Data sources¶
Data source instance¶
A data source instance is a template that helps normalize and consolidate data from heterogeneous data sets. Data source templates make it easy to implement standardized processes and data models that can be shared between projects.
By defining data sources, you build a data catalog that references all your datasets in a standardized way. Data source instances can be shared across projects, removing the need to define normalization and data acquisition processes for data consolidated with the same pipeline.
All datasets consolidated from the same data source instance share the same table in the feature store and can be analyzed with TranzAI no-code analytics components.
Data lineage¶
Thanks to the management of data source instances and the mapping relationships with the master data, raw data that are consolidated in the feature store automatically benefits from TranzAI data lineage.

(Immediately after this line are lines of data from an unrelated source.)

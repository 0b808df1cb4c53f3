//! Byte cursor and primitive codec for the compak binary format.
//!
//! This crate provides [`ByteWriter`] and [`ByteReader`] together with the
//! format-defining primitives: LEB128 varints bounded by a [`Width`] class,
//! zigzag mapping for signed integers, and length-prefixed text, sequences
//! and maps.
//!
//! # Design Principles
//!
//! - **No unsafe code** - Safety is paramount.
//! - **Bounded operations** - All reads are bounds-checked; varints are bounded by their width.
//! - **No type knowledge** - This crate knows primitive widths, not records or enums.
//! - **Explicit errors** - All failures return structured errors, never panic.
//!
//! # Example
//!
//! ```
//! use bytestream::{ByteReader, ByteWriter, Width};
//!
//! let mut writer = ByteWriter::new();
//! writer.write_bool(true);
//! writer.write_uint(300, Width::W2).unwrap();
//! writer.write_str("Hi").unwrap();
//!
//! let bytes = writer.finish();
//! assert_eq!(bytes, [1, 0xAC, 0x02, 2, b'H', b'i']);
//!
//! let mut reader = ByteReader::new(&bytes);
//! assert!(reader.read_bool().unwrap());
//! assert_eq!(reader.read_uint(Width::W2).unwrap(), 300);
//! assert_eq!(reader.read_str().unwrap(), "Hi");
//! ```

mod container;
mod error;
mod reader;
mod width;
mod writer;
mod zigzag;

pub use error::{ByteError, ByteResult};
pub use reader::ByteReader;
pub use width::Width;
pub use writer::ByteWriter;
pub use zigzag::{zigzag_decode, zigzag_encode};
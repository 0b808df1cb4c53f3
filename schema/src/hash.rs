//! Deterministic schema fingerprinting.

use blake3::Hasher;

use crate::{FieldDef, Registry, TypeKind, ValueType, VariantPayload};

/// Computes a deterministic fingerprint of every type in the registry.
///
/// Covers type, field and variant names, their declaration order and all
/// widths, so two peers with equal fingerprints agree on the wire format.
#[must_use]
pub fn schema_fingerprint(registry: &Registry) -> u64 {
    let mut hasher = Hasher::new();
    write_len(&mut hasher, registry.len());

    for def in registry.types() {
        write_str(&mut hasher, &def.name);
        match &def.kind {
            TypeKind::Struct(fields) => {
                write_u8(&mut hasher, 0);
                write_fields(&mut hasher, fields);
            }
            TypeKind::TupleStruct(items) => {
                write_u8(&mut hasher, 1);
                write_types(&mut hasher, items);
            }
            TypeKind::UnitStruct => {
                write_u8(&mut hasher, 2);
            }
            TypeKind::Enum(variants) => {
                write_u8(&mut hasher, 3);
                write_len(&mut hasher, variants.len());
                for variant in variants {
                    write_str(&mut hasher, &variant.name);
                    match &variant.payload {
                        VariantPayload::Unit => write_u8(&mut hasher, 0),
                        VariantPayload::Tuple(items) => {
                            write_u8(&mut hasher, 1);
                            write_types(&mut hasher, items);
                        }
                        VariantPayload::Struct(fields) => {
                            write_u8(&mut hasher, 2);
                            write_fields(&mut hasher, fields);
                        }
                    }
                }
            }
        }
    }

    let hash = hasher.finalize();
    let mut bytes = [0u8; 8];
    bytes.copy_from_slice(&hash.as_bytes()[..8]);
    u64::from_le_bytes(bytes)
}

fn write_fields(hasher: &mut Hasher, fields: &[FieldDef]) {
    write_len(hasher, fields.len());
    for field in fields {
        write_str(hasher, &field.name);
        write_type(hasher, &field.ty);
    }
}

fn write_types(hasher: &mut Hasher, items: &[ValueType]) {
    write_len(hasher, items.len());
    for ty in items {
        write_type(hasher, ty);
    }
}

fn write_type(hasher: &mut Hasher, ty: &ValueType) {
    match ty {
        ValueType::Unit => write_u8(hasher, 0),
        ValueType::Bool => write_u8(hasher, 1),
        ValueType::UInt { bytes } => {
            write_u8(hasher, 2);
            write_u8(hasher, *bytes);
        }
        ValueType::Int { bytes } => {
            write_u8(hasher, 3);
            write_u8(hasher, *bytes);
        }
        ValueType::Float { bytes } => {
            write_u8(hasher, 4);
            write_u8(hasher, *bytes);
        }
        ValueType::String => write_u8(hasher, 5),
        ValueType::Bytes => write_u8(hasher, 6),
        ValueType::Optional(inner) => {
            write_u8(hasher, 7);
            write_type(hasher, inner);
        }
        ValueType::Array { items, len } => {
            write_u8(hasher, 8);
            write_type(hasher, items);
            match len {
                Some(len) => {
                    write_u8(hasher, 1);
                    write_len(hasher, *len);
                }
                None => write_u8(hasher, 0),
            }
        }
        ValueType::Map { key, value } => {
            write_u8(hasher, 9);
            write_type(hasher, key);
            write_type(hasher, value);
        }
        ValueType::Tuple(items) => {
            write_u8(hasher, 10);
            write_types(hasher, items);
        }
        ValueType::Range(bounds) => {
            write_u8(hasher, 11);
            write_type(hasher, bounds);
        }
        ValueType::Named(name) => {
            write_u8(hasher, 12);
            write_str(hasher, name);
        }
    }
}

fn write_u8(hasher: &mut Hasher, value: u8) {
    hasher.update(&[value]);
}

fn write_len(hasher: &mut Hasher, value: usize) {
    hasher.update(&(value as u64).to_le_bytes());
}

fn write_str(hasher: &mut Hasher, value: &str) {
    write_len(hasher, value.len());
    hasher.update(value.as_bytes());
}

#[cfg(test)]
mod tests {
    use super::*;
    use crate::{TypeDef, VariantDef};

    fn registry(types: Vec<TypeDef>) -> Registry {
        Registry::new(types).unwrap()
    }

    #[test]
    fn fingerprint_is_stable() {
        let types = vec![TypeDef::structure(
            "Point",
            vec![
                FieldDef::new("x", ValueType::int(4)),
                FieldDef::new("y", ValueType::int(4)),
            ],
        )];
        let hash1 = schema_fingerprint(&registry(types.clone()));
        let hash2 = schema_fingerprint(&registry(types));
        assert_eq!(hash1, hash2);
    }

    #[test]
    fn fingerprint_changes_with_field_order() {
        let a = TypeDef::structure(
            "Point",
            vec![
                FieldDef::new("x", ValueType::int(4)),
                FieldDef::new("y", ValueType::int(2)),
            ],
        );
        let b = TypeDef::structure(
            "Point",
            vec![
                FieldDef::new("y", ValueType::int(2)),
                FieldDef::new("x", ValueType::int(4)),
            ],
        );
        assert_ne!(
            schema_fingerprint(&registry(vec![a])),
            schema_fingerprint(&registry(vec![b]))
        );
    }

    #[test]
    fn fingerprint_changes_with_variant_order() {
        let a = TypeDef::enumeration("Mode", vec![VariantDef::unit("On"), VariantDef::unit("Off")]);
        let b = TypeDef::enumeration("Mode", vec![VariantDef::unit("Off"), VariantDef::unit("On")]);
        assert_ne!(
            schema_fingerprint(&registry(vec![a])),
            schema_fingerprint(&registry(vec![b]))
        );
    }

    #[test]
    fn fingerprint_changes_with_width() {
        let a = TypeDef::tuple_struct("Id", vec![ValueType::uint(4)]);
        let b = TypeDef::tuple_struct("Id", vec![ValueType::uint(8)]);
        assert_ne!(
            schema_fingerprint(&registry(vec![a])),
            schema_fingerprint(&registry(vec![b]))
        );
    }

    #[test]
    fn fingerprint_distinguishes_fixed_and_dynamic_arrays() {
        let a = TypeDef::tuple_struct("Buf", vec![ValueType::array(ValueType::uint(1))]);
        let b = TypeDef::tuple_struct("Buf", vec![ValueType::fixed_array(ValueType::uint(1), 0)]);
        assert_ne!(
            schema_fingerprint(&registry(vec![a])),
            schema_fingerprint(&registry(vec![b]))
        );
    }
}
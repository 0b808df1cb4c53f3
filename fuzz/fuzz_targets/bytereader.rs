#![no_main]

use bytestream::{ByteReader, Width};
use libfuzzer_sys::fuzz_target;

const WIDTHS: [Width; 5] = [Width::W1, Width::W2, Width::W4, Width::W8, Width::W16];

fuzz_target!(|data: &[u8]| {
    let mut reader = ByteReader::new(data);
    let mut idx = 0usize;

    // Input bytes pick a bounded sequence of operations.
    while idx < data.len() && idx < 1024 {
        let op = data[idx];
        idx += 1;
        let width = WIDTHS[usize::from(op >> 4) % WIDTHS.len()];

        match op % 8 {
            0 => {
                let _ = reader.read_byte();
            }
            1 => {
                let _ = reader.read_varint(width);
            }
            2 => {
                let _ = reader.read_uint(width);
            }
            3 => {
                let _ = reader.read_int(width);
            }
            4 => {
                let _ = reader.read_bool();
            }
            5 => {
                let _ = reader.read_str();
            }
            6 => {
                let _ = reader.read_byte_array();
            }
            _ => {
                let _ = reader.read_f64();
            }
        }
        assert!(reader.position() <= data.len());
    }
});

The metadata of data source instances store all the initial information about the raw data and the transformation process applied to it.
The semantic data lineage is automatically built from the work done at the ontology and master data levels.
Data source inference¶
You can always create a data source instance by defining its schema manually. However, the TranzAI platform provides several inference components that make creating new data source faster and less error-prone.
Data source inference from file¶
You can use the inference form to provide the information about the file used for inference. The TranzAI will automatically save column names and infer data types. The data source is automatically created. You can always manually edit the data source to optimize the data types and minimize memory consumption at the data acquisition and normalization levels (download our cheat sheet on data types optimization for Parquet).
Data source inference from API¶
If your raw data are available through an API, you can define a data acquisition process that maps the schema of the source API to a feature store table representing your normalized data source.
Data source inference from Table¶
If you get access to a remote database, you can infer the schema of the data source from the metadata of the source table.